* **HOW TO COMPLETE THIS TASK**
Each line of the data below from the one holding "same document id." to the one holding "duration_ms: duration.as_millis() as", inclusive, is to be reproduced exactly; no other line belongs in the answer.

Stored data
□ □ □ □ □ □ □

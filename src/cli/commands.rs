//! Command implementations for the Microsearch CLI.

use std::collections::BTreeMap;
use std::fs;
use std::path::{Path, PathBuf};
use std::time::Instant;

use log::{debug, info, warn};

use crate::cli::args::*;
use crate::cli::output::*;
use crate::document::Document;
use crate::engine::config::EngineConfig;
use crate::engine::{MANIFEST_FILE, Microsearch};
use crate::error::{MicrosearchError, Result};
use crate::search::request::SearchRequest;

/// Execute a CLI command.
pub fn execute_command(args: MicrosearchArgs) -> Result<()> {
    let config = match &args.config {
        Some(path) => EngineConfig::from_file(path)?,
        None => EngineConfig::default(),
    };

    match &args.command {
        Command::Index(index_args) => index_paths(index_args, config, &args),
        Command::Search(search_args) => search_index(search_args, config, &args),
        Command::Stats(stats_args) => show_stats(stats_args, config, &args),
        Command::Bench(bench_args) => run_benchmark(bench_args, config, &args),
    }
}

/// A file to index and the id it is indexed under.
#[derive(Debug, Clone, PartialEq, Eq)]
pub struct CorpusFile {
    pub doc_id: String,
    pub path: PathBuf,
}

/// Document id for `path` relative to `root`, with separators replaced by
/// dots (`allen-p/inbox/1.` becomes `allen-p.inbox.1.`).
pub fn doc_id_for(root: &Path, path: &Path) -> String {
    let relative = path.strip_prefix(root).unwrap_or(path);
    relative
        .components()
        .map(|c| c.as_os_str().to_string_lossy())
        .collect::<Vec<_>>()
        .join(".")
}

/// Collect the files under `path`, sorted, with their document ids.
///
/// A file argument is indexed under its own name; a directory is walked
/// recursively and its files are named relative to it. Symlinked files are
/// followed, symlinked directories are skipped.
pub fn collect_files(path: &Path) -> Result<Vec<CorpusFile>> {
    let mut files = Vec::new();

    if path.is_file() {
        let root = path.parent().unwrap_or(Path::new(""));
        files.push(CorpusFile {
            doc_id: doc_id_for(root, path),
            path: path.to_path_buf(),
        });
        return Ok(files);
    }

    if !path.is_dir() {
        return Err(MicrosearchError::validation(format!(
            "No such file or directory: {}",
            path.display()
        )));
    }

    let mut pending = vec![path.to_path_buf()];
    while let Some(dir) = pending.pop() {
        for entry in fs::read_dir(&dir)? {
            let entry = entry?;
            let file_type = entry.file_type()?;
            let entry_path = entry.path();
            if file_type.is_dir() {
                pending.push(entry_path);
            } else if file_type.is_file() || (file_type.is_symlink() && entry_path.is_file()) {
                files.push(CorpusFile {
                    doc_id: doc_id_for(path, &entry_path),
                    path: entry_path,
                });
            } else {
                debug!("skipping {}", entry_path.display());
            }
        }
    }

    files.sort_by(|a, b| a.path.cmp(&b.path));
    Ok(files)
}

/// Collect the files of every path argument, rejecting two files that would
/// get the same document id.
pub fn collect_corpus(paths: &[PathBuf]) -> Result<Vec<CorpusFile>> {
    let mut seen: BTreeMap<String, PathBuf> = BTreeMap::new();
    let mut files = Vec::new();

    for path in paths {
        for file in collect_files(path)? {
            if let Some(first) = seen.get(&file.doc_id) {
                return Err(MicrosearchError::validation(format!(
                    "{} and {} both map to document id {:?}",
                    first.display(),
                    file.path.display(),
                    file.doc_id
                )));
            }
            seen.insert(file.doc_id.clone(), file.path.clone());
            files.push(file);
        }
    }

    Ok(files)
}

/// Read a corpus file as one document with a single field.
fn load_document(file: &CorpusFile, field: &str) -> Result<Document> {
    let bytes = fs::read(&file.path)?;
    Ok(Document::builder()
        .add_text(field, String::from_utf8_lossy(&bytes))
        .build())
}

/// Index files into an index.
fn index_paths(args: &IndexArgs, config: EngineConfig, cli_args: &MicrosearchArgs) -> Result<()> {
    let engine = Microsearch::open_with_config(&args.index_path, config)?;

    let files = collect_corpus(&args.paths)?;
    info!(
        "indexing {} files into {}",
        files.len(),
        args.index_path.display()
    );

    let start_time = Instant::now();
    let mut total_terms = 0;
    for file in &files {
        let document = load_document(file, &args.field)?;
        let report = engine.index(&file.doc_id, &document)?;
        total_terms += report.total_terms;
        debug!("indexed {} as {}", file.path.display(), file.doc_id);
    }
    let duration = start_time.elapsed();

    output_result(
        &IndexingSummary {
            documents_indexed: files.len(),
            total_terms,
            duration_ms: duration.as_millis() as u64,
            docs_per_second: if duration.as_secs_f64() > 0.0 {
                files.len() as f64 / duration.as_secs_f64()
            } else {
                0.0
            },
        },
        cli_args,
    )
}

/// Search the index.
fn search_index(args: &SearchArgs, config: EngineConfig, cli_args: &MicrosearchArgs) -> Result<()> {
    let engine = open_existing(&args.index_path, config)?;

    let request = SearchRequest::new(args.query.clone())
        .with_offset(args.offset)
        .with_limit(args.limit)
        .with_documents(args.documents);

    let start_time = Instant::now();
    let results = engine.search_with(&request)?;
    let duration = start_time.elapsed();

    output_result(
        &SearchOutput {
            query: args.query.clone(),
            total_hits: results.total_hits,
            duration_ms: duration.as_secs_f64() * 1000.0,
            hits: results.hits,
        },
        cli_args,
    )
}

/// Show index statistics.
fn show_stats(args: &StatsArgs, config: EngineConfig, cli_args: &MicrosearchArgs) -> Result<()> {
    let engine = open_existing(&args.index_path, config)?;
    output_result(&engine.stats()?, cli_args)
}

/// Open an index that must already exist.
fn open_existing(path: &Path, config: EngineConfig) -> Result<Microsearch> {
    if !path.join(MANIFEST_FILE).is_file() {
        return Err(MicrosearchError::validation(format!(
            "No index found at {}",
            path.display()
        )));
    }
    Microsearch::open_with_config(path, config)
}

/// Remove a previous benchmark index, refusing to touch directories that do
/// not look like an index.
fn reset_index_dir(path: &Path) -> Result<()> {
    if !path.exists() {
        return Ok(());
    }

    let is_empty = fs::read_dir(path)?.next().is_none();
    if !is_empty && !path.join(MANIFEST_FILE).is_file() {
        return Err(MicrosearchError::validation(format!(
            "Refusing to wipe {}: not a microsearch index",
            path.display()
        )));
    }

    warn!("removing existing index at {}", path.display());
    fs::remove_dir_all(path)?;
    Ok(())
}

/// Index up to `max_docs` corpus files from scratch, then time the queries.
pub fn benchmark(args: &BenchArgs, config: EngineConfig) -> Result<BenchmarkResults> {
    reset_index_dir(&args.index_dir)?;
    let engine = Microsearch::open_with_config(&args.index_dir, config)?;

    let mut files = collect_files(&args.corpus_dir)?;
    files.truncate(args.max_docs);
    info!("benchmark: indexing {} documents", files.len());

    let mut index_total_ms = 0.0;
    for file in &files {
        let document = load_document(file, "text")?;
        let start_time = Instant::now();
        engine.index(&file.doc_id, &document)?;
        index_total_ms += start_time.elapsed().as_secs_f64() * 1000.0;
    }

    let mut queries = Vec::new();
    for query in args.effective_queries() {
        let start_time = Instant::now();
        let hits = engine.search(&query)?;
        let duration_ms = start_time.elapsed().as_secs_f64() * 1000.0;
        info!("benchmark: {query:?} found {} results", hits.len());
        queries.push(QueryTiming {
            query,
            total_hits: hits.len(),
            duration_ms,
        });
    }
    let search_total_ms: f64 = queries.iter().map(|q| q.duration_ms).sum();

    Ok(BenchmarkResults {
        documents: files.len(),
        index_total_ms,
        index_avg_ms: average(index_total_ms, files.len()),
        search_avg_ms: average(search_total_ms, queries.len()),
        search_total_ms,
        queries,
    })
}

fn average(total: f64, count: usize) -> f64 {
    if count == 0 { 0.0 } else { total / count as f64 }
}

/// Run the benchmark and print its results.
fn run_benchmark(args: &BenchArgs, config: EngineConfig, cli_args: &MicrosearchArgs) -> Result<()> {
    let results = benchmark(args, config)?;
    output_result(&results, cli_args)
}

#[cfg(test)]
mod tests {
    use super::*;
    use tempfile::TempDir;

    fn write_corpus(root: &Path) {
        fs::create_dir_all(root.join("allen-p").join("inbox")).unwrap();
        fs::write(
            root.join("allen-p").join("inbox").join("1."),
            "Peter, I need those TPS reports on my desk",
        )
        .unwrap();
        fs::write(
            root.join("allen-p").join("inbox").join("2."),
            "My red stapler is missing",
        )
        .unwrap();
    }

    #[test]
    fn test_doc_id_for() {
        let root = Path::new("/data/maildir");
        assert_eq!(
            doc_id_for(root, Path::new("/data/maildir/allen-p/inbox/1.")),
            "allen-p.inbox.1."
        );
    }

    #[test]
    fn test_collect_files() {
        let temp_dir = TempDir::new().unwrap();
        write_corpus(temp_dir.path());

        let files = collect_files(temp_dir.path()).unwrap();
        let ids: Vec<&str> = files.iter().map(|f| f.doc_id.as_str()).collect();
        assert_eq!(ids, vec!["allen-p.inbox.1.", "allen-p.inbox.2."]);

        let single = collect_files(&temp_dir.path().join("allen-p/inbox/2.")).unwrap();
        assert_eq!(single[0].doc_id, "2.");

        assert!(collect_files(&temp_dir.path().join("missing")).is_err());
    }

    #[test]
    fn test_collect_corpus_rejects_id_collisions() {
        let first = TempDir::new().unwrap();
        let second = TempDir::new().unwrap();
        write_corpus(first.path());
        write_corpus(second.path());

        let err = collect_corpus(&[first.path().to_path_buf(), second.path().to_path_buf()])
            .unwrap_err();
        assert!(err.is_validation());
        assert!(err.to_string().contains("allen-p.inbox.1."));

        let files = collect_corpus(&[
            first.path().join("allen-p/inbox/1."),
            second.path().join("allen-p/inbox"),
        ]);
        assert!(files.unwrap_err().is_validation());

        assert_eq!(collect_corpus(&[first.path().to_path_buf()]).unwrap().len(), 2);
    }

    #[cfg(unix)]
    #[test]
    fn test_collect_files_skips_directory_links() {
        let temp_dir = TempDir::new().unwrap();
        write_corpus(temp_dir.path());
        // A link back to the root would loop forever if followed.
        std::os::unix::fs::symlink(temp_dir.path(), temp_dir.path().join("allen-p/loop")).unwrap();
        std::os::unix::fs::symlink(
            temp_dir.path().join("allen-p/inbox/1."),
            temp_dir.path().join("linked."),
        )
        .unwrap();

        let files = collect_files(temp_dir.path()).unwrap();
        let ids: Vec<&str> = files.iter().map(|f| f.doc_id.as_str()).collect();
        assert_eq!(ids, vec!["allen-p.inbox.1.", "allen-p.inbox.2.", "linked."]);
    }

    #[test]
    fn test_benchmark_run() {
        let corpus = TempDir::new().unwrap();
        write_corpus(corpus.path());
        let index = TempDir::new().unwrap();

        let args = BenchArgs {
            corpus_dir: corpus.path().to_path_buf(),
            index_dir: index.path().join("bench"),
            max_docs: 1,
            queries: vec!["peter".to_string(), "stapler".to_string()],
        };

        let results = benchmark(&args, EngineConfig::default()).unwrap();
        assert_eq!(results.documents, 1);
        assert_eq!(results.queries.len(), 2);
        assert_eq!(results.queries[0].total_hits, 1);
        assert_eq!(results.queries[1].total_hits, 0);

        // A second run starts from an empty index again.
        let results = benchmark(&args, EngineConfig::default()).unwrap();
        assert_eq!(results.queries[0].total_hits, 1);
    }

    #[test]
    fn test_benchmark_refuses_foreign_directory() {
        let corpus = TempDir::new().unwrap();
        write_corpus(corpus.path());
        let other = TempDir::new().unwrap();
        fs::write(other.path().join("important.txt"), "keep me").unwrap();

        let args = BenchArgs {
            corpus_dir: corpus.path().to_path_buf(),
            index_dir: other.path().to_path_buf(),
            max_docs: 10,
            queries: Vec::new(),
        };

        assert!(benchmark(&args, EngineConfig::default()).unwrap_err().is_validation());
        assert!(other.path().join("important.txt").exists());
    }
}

□ □ □ □ □ □ □

* **RESPONSE TO THIS TASK**
/// get the same document id.
pub fn collect_corpus(paths: &[PathBuf]) -> Result<Vec<CorpusFile>> {
    let mut seen: BTreeMap<String, PathBuf> = BTreeMap::new();
    let mut files = Vec::new();

    for path in paths {
        for file in collect_files(path)? {
            if let Some(first) = seen.get(&file.doc_id) {
                return Err(MicrosearchError::validation(format!(
                    "{} and {} both map to document id {:?}",
                    first.display(),
                    file.path.display(),
                    file.doc_id
                )));
            }
            seen.insert(file.doc_id.clone(), file.path.clone());
            files.push(file);
        }
    }

    Ok(files)
}

/// Read a corpus file as one document with a single field.
fn load_document(file: &CorpusFile, field: &str) -> Result<Document> {
    let bytes = fs::read(&file.path)?;
    Ok(Document::builder()
        .add_text(field, String::from_utf8_lossy(&bytes))
        .build())
}

/// Index files into an index.
fn index_paths(args: &IndexArgs, config: EngineConfig, cli_args: &MicrosearchArgs) -> Result<()> {
    let engine = Microsearch::open_with_config(&args.index_path, config)?;

    let files = collect_corpus(&args.paths)?;
    info!(
        "indexing {} files into {}",
        files.len(),
        args.index_path.display()
    );

    let start_time = Instant::now();
    let mut total_terms = 0;
    for file in &files {
        let document = load_document(file, &args.field)?;
        let report = engine.index(&file.doc_id, &document)?;
        total_terms += report.total_terms;
        debug!("indexed {} as {}", file.path.display(), file.doc_id);
    }
    let duration = start_time.elapsed();

    output_result(
        &IndexingSummary {
            documents_indexed: files.len(),
            total_terms,
            duration_ms: duration.as_millis() as u64,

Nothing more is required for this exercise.